(Collected data)
//! In-process radio simulator.
//!
//! Implements [`Radio`] without hardware. Every call is recorded so tests can
//! assert on what the core asked the radio to do. Events can be injected by
//! hand ([`SimulatedRadio::emit`], [`SimulatedRadio::advertise`]), or an
//! attached [`SimPeripheral`] answers link operations automatically.

use async_trait::async_trait;
use btleplug::api::CharPropFlags;
use bytes::Bytes;
use futures::channel::mpsc;
use futures::StreamExt;
use parking_lot::Mutex;
use std::collections::{HashMap, HashSet};
use tracing::{debug, trace};
use uuid::Uuid;

use crate::ble::radio::{
    AdvertisementStream, CharacteristicInfo, EventSink, GattStatus, LinkEvent, PeerAddress, Radio,
    RawAdvertisement, ScanEvent, SessionToken, WriteMode,
};
use crate::ble::uuids::*;
use crate::error::{Error, Result};

/// A call the core made on the radio.
#[derive(Debug, Clone, PartialEq, Eq)]
pub enum RadioCall {
    /// `start_scan`.
    StartScan {
        /// Service filter.
        services: Vec<Uuid>,
    },
    /// `stop_scan`.
    StopScan,
    /// `open_link`.
    OpenLink {
        /// Peer the link was opened to.
        peer: PeerAddress,
        /// Session token of the new link.
        session: SessionToken,
    },
    /// `close_link`.
    CloseLink {
        /// Session that was closed.
        session: SessionToken,
    },
    /// `discover_services`.
    DiscoverServices {
        /// Session.
        session: SessionToken,
    },
    /// `enable_notifications`.
    EnableNotifications {
        /// Session.
        session: SessionToken,
        /// Characteristic UUID.
        uuid: Uuid,
    },
    /// `write_characteristic`.
    Write {
        /// Session.
        session: SessionToken,
        /// Characteristic UUID.
        uuid: Uuid,
        /// Written value.
        value: Bytes,
        /// Write mode.
        mode: WriteMode,
    },
}

/// A simulated peripheral that answers link operations on its own.
#[derive(Debug, Clone)]
pub struct SimPeripheral {
    /// Address the peripheral answers to.
    pub address: String,
    /// Advertised name.
    pub name: Option<String>,
    /// Characteristics reported by service discovery.
    pub characteristics: Vec<CharacteristicInfo>,
    /// Status returned for the notification-enable descriptor write.
    pub descriptor_status: GattStatus,
}

impl SimPeripheral {
    /// A RootTap button with both characteristics present.
    pub fn roottap(address: impl Into<String>) -> Self {
        Self {
            address: address.into(),
            name: Some(DEFAULT_TARGET_NAME.to_string()),
            characteristics: roottap_characteristics(),
            descriptor_status: GattStatus::SUCCESS,
        }
    }
}

/// The characteristics a RootTap button exposes.
pub fn roottap_characteristics() -> Vec<CharacteristicInfo> {
    vec![
        CharacteristicInfo::new(
            PRESENCE_SERVICE_UUID,
            BUTTON_CHARACTERISTIC_UUID,
            CharPropFlags::READ | CharPropFlags::NOTIFY,
        ),
        CharacteristicInfo::new(
            PRESENCE_SERVICE_UUID,
            CONFIRM_CHARACTERISTIC_UUID,
            CharPropFlags::WRITE | CharPropFlags::WRITE_WITHOUT_RESPONSE,
        ),
    ]
}

#[derive(Default)]
struct SimState {
    available: bool,
    refuse_open: bool,
    refuse_writes: bool,
    scan_tx: Option<mpsc::UnboundedSender<ScanEvent>>,
    resolvable: HashSet<String>,
    sinks: HashMap<SessionToken, EventSink>,
    retired: HashMap<SessionToken, EventSink>,
    calls: Vec<RadioCall>,
    peripheral: Option<SimPeripheral>,
}

/// In-process [`Radio`] implementation.
pub struct SimulatedRadio {
    state: Mutex<SimState>,
}

impl Default for SimulatedRadio {
    fn default() -> Self {
        Self::new()
    }
}

impl SimulatedRadio {
    /// Create an available radio with no peers.
    pub fn new() -> Self {
        Self {
            state: Mutex::new(SimState {
                available: true,
                ..Default::default()
            }),
        }
    }

    /// Create a radio with an auto-responding peripheral attached.
    pub fn with_peripheral(peripheral: SimPeripheral) -> Self {
        let radio = Self::new();
        radio.attach(peripheral);
        radio
    }

    /// Attach an auto-responding peripheral. Its address becomes resolvable.
    pub fn attach(&self, peripheral: SimPeripheral) {
        let mut state = self.state.lock();
        state.resolvable.insert(peripheral.address.clone());
        state.peripheral = Some(peripheral);
    }

    /// Make an address resolvable without attaching a peripheral.
    pub fn add_known_peer(&self, address: impl Into<String>) {
        self.state.lock().resolvable.insert(address.into());
    }

    /// Switch the radio on or off.
    pub fn set_available(&self, available: bool) {
        self.state.lock().available = available;
    }

    /// Make `open_link` refuse synchronously.
    pub fn set_refuse_open(&self, refuse: bool) {
        self.state.lock().refuse_open = refuse;
    }

    /// Make `write_characteristic` refuse synchronously.
    pub fn set_refuse_writes(&self, refuse: bool) {
        self.state.lock().refuse_writes = refuse;
    }

    /// Deliver an advertisement to the active scan. Returns `false` if no scan is running.
    pub fn advertise(&self, address: &str, name: Option<&str>, rssi: i16) -> bool {
        self.scan_event(ScanEvent::Advertisement(RawAdvertisement {
            address: address.to_string(),
            name: name.map(str::to_string),
            rssi,
        }))
    }

    /// Report a platform scan failure to the active scan.
    pub fn fail_scan(&self, code: i32) -> bool {
        self.scan_event(ScanEvent::Failed(code))
    }

    fn scan_event(&self, event: ScanEvent) -> bool {
        let state = self.state.lock();
        match &state.scan_tx {
            Some(tx) => tx.unbounded_send(event).is_ok(),
            None => false,
        }
    }

    /// Inject an event for a session, open or closed.
    ///
    /// Closed sessions keep their sink, which is how tests produce stale events.
    pub fn emit(&self, session: SessionToken, event: LinkEvent) -> bool {
        let sink = {
            let state = self.state.lock();
            state
                .sinks
                .get(&session)
                .or_else(|| state.retired.get(&session))
                .cloned()
        };
        match sink {
            Some(sink) => sink.emit(event),
            None => false,
        }
    }

    /// Simulate the peripheral asserting its input on the newest open session.
    pub fn press(&self) -> bool {
        match self.latest_session() {
            Some(session) => self.emit(
                session,
                LinkEvent::CharacteristicChanged {
                    uuid: BUTTON_CHARACTERISTIC_UUID,
                    value: Bytes::from_static(&[0x01]),
                },
            ),
            None => false,
        }
    }

    /// Simulate the peripheral dropping the newest open session.
    pub fn drop_link(&self) -> bool {
        match self.latest_session() {
            Some(session) => self.emit(session, LinkEvent::Disconnected),
            None => false,
        }
    }

    /// Every call recorded so far.
    pub fn calls(&self) -> Vec<RadioCall> {
        self.state.lock().calls.clone()
    }

    /// Forget recorded calls.
    pub fn clear_calls(&self) {
        self.state.lock().calls.clear();
    }

    /// Number of `stop_scan` calls.
    pub fn stop_scan_count(&self) -> usize {
        self.count(|call| matches!(call, RadioCall::StopScan))
    }

    /// Number of `open_link` calls.
    pub fn open_count(&self) -> usize {
        self.count(|call| matches!(call, RadioCall::OpenLink { .. }))
    }

    /// Values written so far.
    pub fn writes(&self) -> Vec<Bytes> {
        self.state
            .lock()
            .calls
            .iter()
            .filter_map(|call| match call {
                RadioCall::Write { value, .. } => Some(value.clone()),
                _ => None,
            })
            .collect()
    }

    fn count(&self, predicate: impl Fn(&RadioCall) -> bool) -> usize {
        self.state.lock().calls.iter().filter(|c| predicate(c)).count()
    }

    /// Sessions currently open.
    pub fn open_sessions(&self) -> Vec<SessionToken> {
        let mut sessions: Vec<_> = self.state.lock().sinks.keys().copied().collect();
        sessions.sort();
        sessions
    }

    /// The newest open session.
    pub fn latest_session(&self) -> Option<SessionToken> {
        self.open_sessions().last().copied()
    }

    /// Check if a scan is running.
    pub fn is_scanning(&self) -> bool {
        self.state.lock().scan_tx.is_some()
    }

    fn require_session(state: &SimState, session: SessionToken) -> Result<EventSink> {
        state
            .sinks
            .get(&session)
            .cloned()
            .ok_or(Error::SessionNotFound {
                session: session.get(),
            })
    }
}

#[async_trait]
impl Radio for SimulatedRadio {
    async fn start_scan(&self, services: &[Uuid]) -> Result<AdvertisementStream> {
        let mut state = self.state.lock();
        state.calls.push(RadioCall::StartScan {
            services: services.to_vec(),
        });
        if !state.available {
            return Err(Error::RadioUnavailable);
        }

        let (tx, rx) = mpsc::unbounded();
        if let Some(peripheral) = &state.peripheral {
            let _ = tx.unbounded_send(ScanEvent::Advertisement(RawAdvertisement {
                address: peripheral.address.clone(),
                name: peripheral.name.clone(),
                rssi: -55,
            }));
        }
        state.scan_tx = Some(tx);
        debug!("Simulated scan started");
        Ok(rx.boxed())
    }

    fn stop_scan(&self) {
        let mut state = self.state.lock();
        state.calls.push(RadioCall::StopScan);
        state.scan_tx = None;
        debug!("Simulated scan stopped");
    }

    async fn resolve_peer(&self, address: &str) -> Result<PeerAddress> {
        if self.state.lock().resolvable.contains(address) {
            Ok(PeerAddress::new(address))
        } else {
            Err(Error::PeerResolutionFailed {
                address: address.to_string(),
            })
        }
    }

    fn open_link(&self, peer: &PeerAddress, sink: EventSink) -> Result<()> {
        let mut state = self.state.lock();
        let session = sink.session();
        state.calls.push(RadioCall::OpenLink {
            peer: peer.clone(),
            session,
        });
        if !state.available {
            return Err(Error::RadioUnavailable);
        }
        if state.refuse_open {
            return Err(Error::ConnectionFailed {
                reason: "simulated refusal".to_string(),
            });
        }

        let auto = state
            .peripheral
            .as_ref()
            .map(|p| p.address == peer.as_str())
            .unwrap_or(false);
        state.sinks.insert(session, sink.clone());
        drop(state);

        trace!("Simulated link {} opened to {}", session, peer);
        if auto {
            sink.emit(LinkEvent::Connected);
        }
        Ok(())
    }

    fn close_link(&self, session: SessionToken) {
        let mut state = self.state.lock();
        state.calls.push(RadioCall::CloseLink { session });
        if let Some(sink) = state.sinks.remove(&session) {
            state.retired.insert(session, sink);
            trace!("Simulated link {} closed", session);
        }
    }

    fn discover_services(&self, session: SessionToken) -> Result<()> {
        let mut state = self.state.lock();
        state.calls.push(RadioCall::DiscoverServices { session });
        let sink = Self::require_session(&state, session)?;
        let characteristics = state.peripheral.as_ref().map(|p| p.characteristics.clone());
        drop(state);

        if let Some(characteristics) = characteristics {
            sink.emit(LinkEvent::ServicesDiscovered(Ok(characteristics)));
        }
        Ok(())
    }

    fn enable_notifications(
        &self,
        session: SessionToken,
        characteristic: &CharacteristicInfo,
    ) -> Result<()> {
        let mut state = self.state.lock();
        state.calls.push(RadioCall::EnableNotifications {
            session,
            uuid: characteristic.uuid,
        });
        let sink = Self::require_session(&state, session)?;
        let status = state.peripheral.as_ref().map(|p| p.descriptor_status);
        drop(state);

        if let Some(status) = status {
            sink.emit(LinkEvent::DescriptorWritten {
                uuid: CCCD_UUID,
                status,
            });
        }
        Ok(())
    }

    fn write_characteristic(
        &self,
        session: SessionToken,
        characteristic: &CharacteristicInfo,
        value: Bytes,
        mode: WriteMode,
    ) -> Result<()> {
        let mut state = self.state.lock();
        state.calls.push(RadioCall::Write {
            session,
            uuid: characteristic.uuid,
            value,
            mode,
        });
        let sink = Self::require_session(&state, session)?;
        if state.refuse_writes {
            return Err(Error::Internal("simulated write refusal".to_string()));
        }
        let auto = state.peripheral.is_some();
        drop(state);

        if auto && mode == WriteMode::Acknowledged {
            sink.emit(LinkEvent::CharacteristicWritten {
                uuid: characteristic.uuid,
                status: GattStatus::SUCCESS,
            });
        }
        Ok(())
    }
}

• [What needs to be done] Wherever a line of the entries holds the string "EnableNotifications", copy that line.

• [Written answer]
    EnableNotifications {
        state.calls.push(RadioCall::EnableNotifications {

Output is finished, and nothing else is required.